You wouldn’t know it from looking at my photos. You probably wouldn’t be able to tell if you met me in real life either, but I am a double transplant recipient. I am the blessed recipient of a new kidney and pancreas. (We celebrated our sixth “transplantversary” on October 21, 2024.)
After an 18-year battle with type 1 diabetes, combined with a severe case of salmonella, I was told that I would need to have a kidney transplant.
I was initially offered two options: option one – just a kidney transplant; option two – a combined kidney and pancreas transplant.
The second option came with much higher risks but also much higher rewards as it hopefully meant curing the diabetes at the same time. I went with the latter.
Pre-transplant, I wasn’t living. I was merely existing. It was hard, exhausting and draining, quite literally.
Before I had my transplant, I was subjected to daily home dialysis sessions. I had a tube inserted into my stomach, which was then attached to bags of fluid that would have to drain in and out of my body every eight hours. As horrendous as this sounds, in reality, it was even worse. However, it did keep me alive for just over a year while I waited for that much-needed call for a transplant.
Dialysis, combined with being so chronically ill, hits you every which way; mentally, physically and emotionally. It also wasn’t just impacting me; it was impacting my family.
So yes, I am alive today because of a man and his generosity, selflessness and desire to save a stranger.
This man, my donor, is someone I never met and will never get to meet. Yet, I only have my life because of him. He gave me my life back when he wasn’t in a position to live his own.
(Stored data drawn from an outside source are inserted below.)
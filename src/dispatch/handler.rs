//! Handler interface and named-parameter binding.
//!
//! Every route target and filter predicate is a [`Handler`]. Most are written
//! as closures over the [`RequestContext`] through [`from_fn`]. [`bind`] adds
//! the by-name convenience: the handler declares which request data it wants
//! as a list of parameter names, checked once when the handler is built.

use std::ops::Index;

use serde_json::Value;

use crate::dispatch::context::{Accessor, RequestContext};
use crate::dispatch::helpers::{JsonResponder, Redirector, RenderHelper};
use crate::error::{BoxError, ConfigurationError};

/// Something that can serve a request given its context.
pub trait Handler<T>: Send + Sync {
    fn call(&self, ctx: &RequestContext<'_>) -> Result<T, BoxError>;
}

/// Handler backed by a closure over the context.
pub struct FnHandler<F> {
    f: F,
}

/// Wrap a closure taking the [`RequestContext`].
pub fn from_fn<T, F>(f: F) -> FnHandler<F>
where
    F: Fn(&RequestContext<'_>) -> Result<T, BoxError> + Send + Sync,
{
    FnHandler { f }
}

impl<T, F> Handler<T> for FnHandler<F>
where
    F: Fn(&RequestContext<'_>) -> Result<T, BoxError> + Send + Sync,
{
    fn call(&self, ctx: &RequestContext<'_>) -> Result<T, BoxError> {
        (self.f)(ctx)
    }
}

impl<F> std::fmt::Debug for FnHandler<F> {
    fn fmt(&self, f: &mut std::fmt::Formatter<'_>) -> std::fmt::Result {
        f.write_str("FnHandler")
    }
}

/// Where a named parameter gets its value from.
#[derive(Debug, Clone, PartialEq, Eq)]
pub enum Binding {
    Post,
    Query,
    Param,
    Server,
    Store,
    Filter,
    Ajax,
    Json,
    Redirect,
    Render,
    /// Route params, then store, then filter results.
    Lookup(String),
}

impl Binding {
    /// Resolve a parameter name. Reserved names are matched case-insensitively.
    pub fn parse(name: &str) -> Result<Self, ConfigurationError> {
        if !is_identifier(name) {
            return Err(ConfigurationError::UninvocableTarget {
                parameter: name.to_string(),
                reason: "not an identifier",
            });
        }

        let binding = match name.to_ascii_lowercase().as_str() {
            "post" => Binding::Post,
            "get" => Binding::Query,
            "param" => Binding::Param,
            "server" => Binding::Server,
            "store" => Binding::Store,
            "filter" => Binding::Filter,
            "ajax" => Binding::Ajax,
            "json" => Binding::Json,
            "redirect" => Binding::Redirect,
            "render" => Binding::Render,
            other => Binding::Lookup(other.to_string()),
        };
        Ok(binding)
    }

    fn resolve<'c>(&self, ctx: &'c RequestContext<'_>) -> Arg<'c> {
        match self {
            Binding::Post => Arg::Source(ctx.post()),
            Binding::Query => Arg::Source(ctx.query()),
            Binding::Param => Arg::Source(ctx.param()),
            Binding::Server => Arg::Source(ctx.server()),
            Binding::Store => Arg::Source(ctx.store()),
            Binding::Filter => Arg::Source(ctx.filter()),
            Binding::Ajax => Arg::Ajax(ctx.ajax()),
            Binding::Json => Arg::Json(JsonResponder),
            Binding::Redirect => Arg::Redirect(Redirector),
            Binding::Render => Arg::Render(RenderHelper::new(ctx.renderer())),
            Binding::Lookup(name) => Arg::Value(ctx.lookup(name)),
        }
    }
}

fn is_identifier(name: &str) -> bool {
    let mut chars = name.chars();
    match chars.next() {
        Some(first) if first.is_ascii_alphabetic() || first == '_' => {
            chars.all(|c| c.is_ascii_alphanumeric() || c == '_')
        }
        _ => false,
    }
}

/// One resolved parameter.
#[derive(Debug, Clone, Copy)]
pub enum Arg<'a> {
    Source(Accessor<'a>),
    Ajax(bool),
    Json(JsonResponder),
    Redirect(Redirector),
    Render(RenderHelper<'a>),
    Value(Option<&'a Value>),
}

impl<'a> Arg<'a> {
    pub fn accessor(&self) -> Option<Accessor<'a>> {
        match self {
            Arg::Source(accessor) => Some(*accessor),
            _ => None,
        }
    }

    /// The looked-up value; `None` when absent or when this is not a lookup.
    pub fn value(&self) -> Option<&'a Value> {
        match self {
            Arg::Value(value) => *value,
            _ => None,
        }
    }

    pub fn as_str(&self) -> Option<&'a str> {
        self.value().and_then(Value::as_str)
    }

    pub fn flag(&self) -> Option<bool> {
        match self {
            Arg::Ajax(flag) => Some(*flag),
            _ => None,
        }
    }

    pub fn json(&self) -> Option<JsonResponder> {
        match self {
            Arg::Json(json) => Some(*json),
            _ => None,
        }
    }

    pub fn redirect(&self) -> Option<Redirector> {
        match self {
            Arg::Redirect(redirect) => Some(*redirect),
            _ => None,
        }
    }

    pub fn render(&self) -> Option<RenderHelper<'a>> {
        match self {
            Arg::Render(render) => Some(*render),
            _ => None,
        }
    }
}

/// Parameters in declaration order.
#[derive(Debug)]
pub struct Args<'a> {
    args: Vec<Arg<'a>>,
}

impl<'a> Args<'a> {
    pub fn resolve(bindings: &[Binding], ctx: &'a RequestContext<'_>) -> Self {
        Self {
            args: bindings.iter().map(|binding| binding.resolve(ctx)).collect(),
        }
    }

    pub fn len(&self) -> usize {
        self.args.len()
    }

    pub fn is_empty(&self) -> bool {
        self.args.is_empty()
    }

    pub fn iter(&self) -> impl Iterator<Item = &Arg<'a>> {
        self.args.iter()
    }
}

impl<'a> Index<usize> for Args<'a> {
    type Output = Arg<'a>;

    fn index(&self, index: usize) -> &Self::Output {
        &self.args[index]
    }
}

/// Handler with a declared parameter manifest.
pub struct Bound<F> {
    bindings: Vec<Binding>,
    f: F,
}

/// Build a handler that receives the named parameters positionally.
///
/// ```ignore
/// let show = bind(&["id", "json"], |args| {
///     let id = args[0].as_str().unwrap_or_default();
///     Ok(args[1].json().unwrap_or_default().respond(&id)?)
/// })?;
/// ```
pub fn bind<T, F>(params: &[&str], f: F) -> Result<Bound<F>, ConfigurationError>
where
    F: Fn(&Args<'_>) -> Result<T, BoxError> + Send + Sync,
{
    let mut bindings = Vec::with_capacity(params.len());
    let mut seen: Vec<String> = Vec::with_capacity(params.len());

    for name in params {
        let binding = Binding::parse(name)?;
        let folded = name.to_ascii_lowercase();
        if seen.contains(&folded) {
            return Err(ConfigurationError::UninvocableTarget {
                parameter: name.to_string(),
                reason: "declared twice",
            });
        }
        seen.push(folded);
        bindings.push(binding);
    }

    Ok(Bound { bindings, f })
}

impl<F> Bound<F> {
    pub fn bindings(&self) -> &[Binding] {
        &self.bindings
    }
}

impl<T, F> Handler<T> for Bound<F>
where
    F: Fn(&Args<'_>) -> Result<T, BoxError> + Send + Sync,
{
    fn call(&self, ctx: &RequestContext<'_>) -> Result<T, BoxError> {
        let args = Args::resolve(&self.bindings, ctx);
        (self.f)(&args)
    }
}

impl<F> std::fmt::Debug for Bound<F> {
    fn fmt(&self, f: &mut std::fmt::Formatter<'_>) -> std::fmt::Result {
        f.debug_struct("Bound")
            .field("bindings", &self.bindings)
            .finish_non_exhaustive()
    }
}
I feel like I’ve lived a life of two halves, and I’m only in my thirties.
I’ve lived my pre-transplant life, where I was, literally, just about existing from a hospital bed on 10 South, the renal ward at the Royal Free Hospital.
Now, I’m thriving in my post-transplant era, where I can honestly say that I’m living my best life.
My life is everything I never thought it would be – exhausting, chaotic, sometimes stressful. But it’s also full. It’s beautiful and filled with all the things I once could only dream about. It’s exhausting because I have a new baby. It’s chaotic because I also have a dog. It’s full because I have a fiancé and a family. But moreover, I have my health and my future to live for.
I never wanted an extravagant life. Just a modest, happy, hospital-free one. A life that enabled me to do what normal people do – go to work, see friends, go out and not end up in an ambulance or in A&E – nothing too major, and things most people take for granted. For example, my transplant has enabled me to swap 8am dialysis sessions for 7am bottle feeds.
I’m attending morning baby groups rather than morning clinics. I’m visiting family abroad rather than staying on a gloomy hospital ward, and it’s amazing. Moreover, my transplant is the reason I get to be a mummy, a daughter, a fiancé, a sister and a friend.
I am fully aware that thinking and talking about death is sensitive. It’s depressing and sombre, but until you’re personally affected by organ donation, you don’t fully understand or appreciate how vital these conversations are.
Organ donation doesn’t just save an individual; it saves families and communities like our own. If my donor hadn’t had these conversations, I wouldn’t be here today, living – and sharing my story.